In stevexniu/scMatchmaker: Single Cell Matchmaker

options(width = 150)
knitr::opts_chunk$set(
  collapse = TRUE,
  tidy = FALSE,
  message = FALSE,
  warning = FALSE
)

Setup the Matchmaker Object

For this tutorial, we will be analyzing the human decidua single cell RNA-seq dataset from Vento-tormo et al. 2018 Nature. There are 64,734 single cells that were generated using 10X Genomics. The raw data can be found here. We will be using the CellPhoneDB ligands-receptors interaction repository.

A fraction of this data containing 947 ligand and receptor genes and 3000 cells (726 EVT, 953 dS2, 788 dNK1, and 533 dM1) is included in the scMatchmaker package called decidua and the corresponding metadata containing cell type annotations called decidua.annotation. This data has been normalized in logTPM (log-transformed transcripts per million), and it is recommended to start with normalized data. The Normalization function can be used to normalize raw scRNA-seq counts. It provides widely used logTPM normalization, as well as cosine normalization used in Haghverdi et al. 2018 Nature Biotechnology.

Then we load a CellPhoneDB database included in the package called cellphonedb. Alternatively, we can use LoadCellPhoneDB function to load the CellPhoneDB database either locally or from their website.

You can check the Matchmaker object structure and slot information by typing ?'Matchmaker-class'.

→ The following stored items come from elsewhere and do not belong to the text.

//! Non-destructive text editing over a shared source buffer
//!
//! A [`Snippet`] is a view over a byte range of a module's source plus a set
//! of non-overlapping edits. Rendering applies the edits; the buffer itself is
//! never touched, so any number of snippets can be cut from one module.

use std::{collections::BTreeMap, fmt, ops::Range, rc::Rc};

use crate::error::BundleError;

#[derive(Debug, Clone)]
struct Edit {
    end: usize,
    content: String,
}

#[derive(Debug, Clone)]
pub struct Snippet {
    source: Rc<str>,
    range: Range<usize>,
    /// Edits keyed by start offset
    edits: BTreeMap<usize, Edit>,
    intro: String,
    outro: String,
    trimmed: bool,
}

impl Snippet {
    pub fn new(source: impl Into<Rc<str>>) -> Self {
        let source = source.into();
        let range = 0..source.len();
        Self {
            source,
            range,
            edits: BTreeMap::new(),
            intro: String::new(),
            outro: String::new(),
            trimmed: false,
        }
    }

    /// An independently editable view of `start..end`
    pub fn snip(&self, start: usize, end: usize) -> Self {
        let edits = self
            .edits
            .range(start..end)
            .filter(|(_, edit)| edit.end <= end)
            .map(|(&at, edit)| (at, edit.clone()))
            .collect();
        Self {
            source: Rc::clone(&self.source),
            range: start..end,
            edits,
            intro: String::new(),
            outro: String::new(),
            trimmed: false,
        }
    }

    /// Replace `start..end` of the original with `content`
    pub fn overwrite(
        &mut self,
        start: usize,
        end: usize,
        content: impl Into<String>,
    ) -> Result<(), BundleError> {
        if start >= end {
            return Err(BundleError::SnippetEdit {
                start,
                end,
                reason: "empty range",
            });
        }
        if start < self.range.start || end > self.range.end {
            return Err(BundleError::SnippetEdit {
                start,
                end,
                reason: "outside of snippet",
            });
        }
        let overlaps_previous = self
            .edits
            .range(..end)
            .next_back()
            .is_some_and(|(_, edit)| edit.end > start);
        if overlaps_previous {
            return Err(BundleError::SnippetEdit {
                start,
                end,
                reason: "overlaps an earlier edit",
            });
        }
        self.edits.insert(
            start,
            Edit {
                end,
                content: content.into(),
            },
        );
        Ok(())
    }

    pub fn remove(&mut self, start: usize, end: usize) -> Result<(), BundleError> {
        self.overwrite(start, end, String::new())
    }

    pub fn prepend(&mut self, content: &str) -> &mut Self {
        self.intro.insert_str(0, content);
        self
    }

    pub fn append(&mut self, content: &str) -> &mut Self {
        self.outro.push_str(content);
        self
    }

    /// Strip leading and trailing whitespace from the rendered text
    pub fn trim(&mut self) -> &mut Self {
        self.trimmed = true;
        self
    }

    fn render(&self) -> String {
        let mut out = String::with_capacity(self.range.len() + self.intro.len());
        out.push_str(&self.intro);
        let mut cursor = self.range.start;
        for (&start, edit) in self.edits.range(self.range.clone()) {
            if edit.end > self.range.end {
                break;
            }
            out.push_str(&self.source[cursor..start]);
            out.push_str(&edit.content);
            cursor = edit.end;
        }
        out.push_str(&self.source[cursor..self.range.end]);
        out.push_str(&self.outro);
        if self.trimmed {
            out.trim().to_owned()
        } else {
            out
        }
    }
}

impl fmt::Display for Snippet {
    fn fmt(&self, f: &mut fmt::Formatter<'_>) -> fmt::Result {
        f.write_str(&self.render())
    }
}

/// Many snippets joined into one output text
#[derive(Debug, Default)]
pub struct SnippetBundle {
    /// Rendered parts, each with the separator emitted before it
    parts: Vec<(String, String)>,
    intro: String,
    outro: String,
    trimmed: bool,
}

impl SnippetBundle {
    pub fn new() -> Self {
        Self::default()
    }

    /// Add a part; `separator` is only emitted between parts
    pub fn add_source(&mut self, snippet: &Snippet, separator: impl Into<String>) {
        self.parts.push((separator.into(), snippet.to_string()));
    }

    pub fn prepend(&mut self, content: &str) -> &mut Self {
        self.intro.insert_str(0, content);
        self
    }

    pub fn append(&mut self, content: &str) -> &mut Self {
        self.outro.push_str(content);
        self
    }

    pub fn trim(&mut self) -> &mut Self {
        self.trimmed = true;
        self
    }

    /// Indentation used by the bundled sources, tabs unless spaces dominate
    pub fn indent_string(&self) -> String {
        let mut tabbed = 0usize;
        let mut spaced = Vec::new();
        for line in self.parts.iter().flat_map(|(_, part)| part.lines()) {
            if line.starts_with('\t') {
                tabbed += 1;
            } else if line.starts_with("  ") {
                spaced.push(line.len() - line.trim_start_matches(' ').len());
            }
        }
        if spaced.is_empty() || tabbed >= spaced.len() {
            return "\t".to_owned();
        }
        let width = spaced.into_iter().min().unwrap_or(2);
        " ".repeat(width)
    }

    fn render(&self) -> String {
        let mut out = self.intro.clone();
        for (index, (separator, part)) in self.parts.iter().enumerate() {
            if index > 0 {
                out.push_str(separator);
            }
            out.push_str(part);
        }
        out.push_str(&self.outro);
        if self.trimmed {
            out.trim().to_owned()
        } else {
            out
        }
    }
}

impl fmt::Display for SnippetBundle {
    fn fmt(&self, f: &mut fmt::Formatter<'_>) -> fmt::Result {
        f.write_str(&self.render())
    }
}

#[cfg(test)]
mod tests {
    use super::*;

    #[test]
    fn test_edits_never_touch_the_source() {
        let whole = Snippet::new("export var answer = 42;");
        let mut view = whole.snip(0, 23);
        view.remove(0, 7).expect("remove");
        view.overwrite(11, 17, "_answer").expect("overwrite");

        assert_eq!(view.to_string(), "var _answer = 42;");
        assert_eq!(whole.to_string(), "export var answer = 42;");
    }

    #[test]
    fn test_snip_keeps_range_and_clone_is_independent() {
        let whole = Snippet::new("a;\n  b + c;\nd;");
        let mut b = whole.snip(3, 11);
        let copy = b.clone();
        b.overwrite(5, 6, "bee").expect("overwrite");

        assert_eq!(b.to_string(), "  bee + c;");
        assert_eq!(copy.to_string(), "  b + c;");
        assert_eq!(b.trim().to_string(), "bee + c;");
    }

    #[test]
    fn test_overlapping_edits_are_rejected() {
        let mut snippet = Snippet::new("abcdef");
        snippet.overwrite(1, 4, "x").expect("first edit");
        assert!(snippet.overwrite(3, 5, "y").is_err());
        assert!(snippet.overwrite(0, 2, "y").is_err());
        assert!(snippet.overwrite(2, 2, "y").is_err());
        snippet.overwrite(4, 6, "z").expect("adjacent edit");
        assert_eq!(snippet.to_string(), "axz");
    }

    #[test]
    fn test_edits_outside_snippet_are_rejected() {
        let whole = Snippet::new("abcdef");
        let mut view = whole.snip(2, 4);
        assert!(view.overwrite(0, 3, "x").is_err());
    }

    #[test]
    fn test_bundle_separators_only_between_parts() {
        let source = Snippet::new("one;two;");
        let mut bundle = SnippetBundle::new();
        bundle.add_source(&source.snip(0, 4), "\n\n");
        bundle.add_source(&source.snip(4, 8), "\n");
        bundle.prepend("// head\n").append("\n");

        assert_eq!(bundle.to_string(), "// head\none;\ntwo;\n");
        assert_eq!(bundle.trim().to_string(), "// head\none;\ntwo;");
    }

    #[test]
    fn test_indent_string_guess() {
        let tabs = Snippet::new("function f() {\n\treturn 1;\n}");
        let spaces = Snippet::new("function f() {\n    if (a) {\n        b();\n    }\n}");
        let mut bundle = SnippetBundle::new();
        assert_eq!(bundle.indent_string(), "\t");
        bundle.add_source(&spaces, "");
        assert_eq!(bundle.indent_string(), "    ");
        bundle.add_source(&tabs, "");
        bundle.add_source(&tabs, "");
        bundle.add_source(&tabs, "");
        assert_eq!(bundle.indent_string(), "\t");
    }
}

# Install scMatchmaker from CRAN.
if (!requireNamespace("scMatchmaker", quietly = TRUE))
    install.packages("scMatchmaker")

# Load scMatchmaker.
library(scMatchmaker)

# Load the CellPhoneDB interaction database from URLs. 
# This step is optional when using scMatchmaker's preloaded database.
interaction.url = "https://raw.githubusercontent.com/Teichlab/cellphonedb-data/master/data/interaction_input.csv"
gene.url = "https://raw.githubusercontent.com/Teichlab/cellphonedb-data/master/data/gene_input.csv"
complex.url = "https://raw.githubusercontent.com/Teichlab/cellphonedb-data/master/data/complex_input.csv" 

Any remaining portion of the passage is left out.